Baskonia - Real Madrid, lejos del mejor momento

Pedro Martínez se acomoda la corbata. /Blanca Castillo
Pedro Martínez se acomoda la corbata. / Blanca Castillo
PEPE LASO

Generalmente mis comentarios tienen poco que ver con el desenlace de un partido o con la visión previa que plantee sobre él. Sin embargo, esta vez me voy a tomar la libertad de intentar descifrar por dónde puede ir el enfrentamiento de hoy entre el Baskonia y el Real Madrid en el Buesa Arena. Ninguno de los dos conjuntos está en su mejor momento.

Los blancos, como consecuencia de las lesiones en su batería de pivotes, han perdido consistencia. Su único grande con vocación de luchar en la ‘pintura’ es el admirable Felipe Reyes. Supone poco para afrontar envites con garantías y por tanto ha perdido su calidad de favorito. Los madridistas, maestros en la versatilidad, son en este momento un equipo incompleto que por mucho que se esfuercen llegan al final de los encuentros exhaustos, tal como quedó patente en los dos últimos saldados con ajustadas derrotas.

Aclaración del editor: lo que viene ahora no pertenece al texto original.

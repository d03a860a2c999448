use crate::error::{Error, Result};
use crate::types::ModalitySpec;

pub fn dot(a: &[f32], b: &[f32]) -> f32 { a.iter().zip(b).map(|(x, y)| x * y).sum() }

/// Scale `v` to unit L2 norm in place. Zero vectors are left untouched.
pub fn l2_normalize(v: &mut [f32]) {
    let norm = dot(v, v).sqrt();
    if norm > 1e-12 { for x in v.iter_mut() { *x /= norm; } }
}

pub fn lookup<'a>(specs: &'a [ModalitySpec], modality: &str) -> Result<&'a ModalitySpec> {
    specs
        .iter()
        .find(|s| s.name == modality)
        .ok_or_else(|| Error::InvalidModality(modality.to_string()))
}

/// Reject vectors for unknown modalities or of the wrong length.
pub fn check_vector(specs: &[ModalitySpec], modality: &str, v: &[f32]) -> Result<()> {
    let spec = lookup(specs, modality)?;
    if v.len() != spec.dim {
        return Err(Error::DimensionMismatch { modality: modality.to_string(), expected: spec.dim, actual: v.len() });
    }
    Ok(())
}
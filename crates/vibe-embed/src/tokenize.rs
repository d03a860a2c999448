use anyhow::{Result, anyhow};
use candle_core::{Device, Tensor};
use tokenizers::Tokenizer;

/// Encode one text as a `[1, T]` id tensor, `T <= max_len`.
///
/// CLIP pools at the highest token id (end-of-text), so over-long inputs are
/// cut and the last kept position is overwritten with `eos_id`. No padding.
pub fn tokenize_on_device(tokenizer: &Tokenizer, text: &str, max_len: usize, eos_id: u32, device: &Device) -> Result<Tensor> {
    let enc = tokenizer.encode(text, true).map_err(|e| anyhow!("Tokenization failed: {}", e))?;
    let mut ids = enc.get_ids().to_vec();
    if ids.is_empty() { return Err(anyhow!("Tokenizer produced no tokens")); }
    if ids.len() > max_len { ids.truncate(max_len); if let Some(last) = ids.last_mut() { *last = eos_id; } }
    Ok(Tensor::new(ids.as_slice(), device)?.unsqueeze(0)?)
}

El Baskonia, por su parte, no muestra todavía una personalidad definida. Tampoco tiene un juego interior de garantía. Pedro Martínez va especulando con sus altos en busca de una consistencia que no ha tenido ni antes ni tiene ahora. Ha dado más minutos a Malmanis en perjuicio de Diop, pero el cambio tampoco ha generado grandes mejoras. Hasta el momento ha prescindido de la posibilidad de jugar con Huertas y Granger juntos, aunque es un hecho que ningún jugador exterior ha mostrado la categoría de anotador que cualquier equipo necesita. En definitiva, en la búsqueda del conjunto ganador, solo Shengelia es lo suficientemente sólido como para tener seguridad. Beaubois podría serlo, pero sus pobres once puntos de promedio en la Liga ACB demuestran su intermitencia.

Pedro Martínez

Una de las grandes virtudes del entrenador del Baskonia es su capacidad para llegar al final de los partidos con posibilidades serias de victoria. Atraviesa con gran habilidad las zonas desérticas que todos los encuentros tienen, mueve sus piezas de tal manera que capea las tormentas con retoques en la composición de su cinco sin que nadie le pueda endosar grandes parciales. Esta circunstancia le dio con el Valencia el título de Liga la temporada anterior conteniendo al Real Madrid, especialista en fulminantes parciales.

El plantel madrileño ha perdido hoy algo de esa capacidad de tirar a la lona a sus contrincantes. Creo que viene de la ausencia de Sergio Llull, pues, aunque Doncic le sustituye en todas las facetas del juego, nadie puede reemplazar su heroica actitud en las grandes citas. El Real Madrid echa de menos sus inconmensurables últimos minutos.

Al partido europeo de hoy en el Buesa hay que quitarle trascendencia. Es uno más en el largo camino de la temporada. Solo pensar que en 48 horas el Baskonia ha de estar el Lituania para pegarse con los guerreros el Zalgiris y que el domingo le toca excursión a Burgos de imprescindible victoria dice bastante de la confortable vida de los equipos de baloncesto.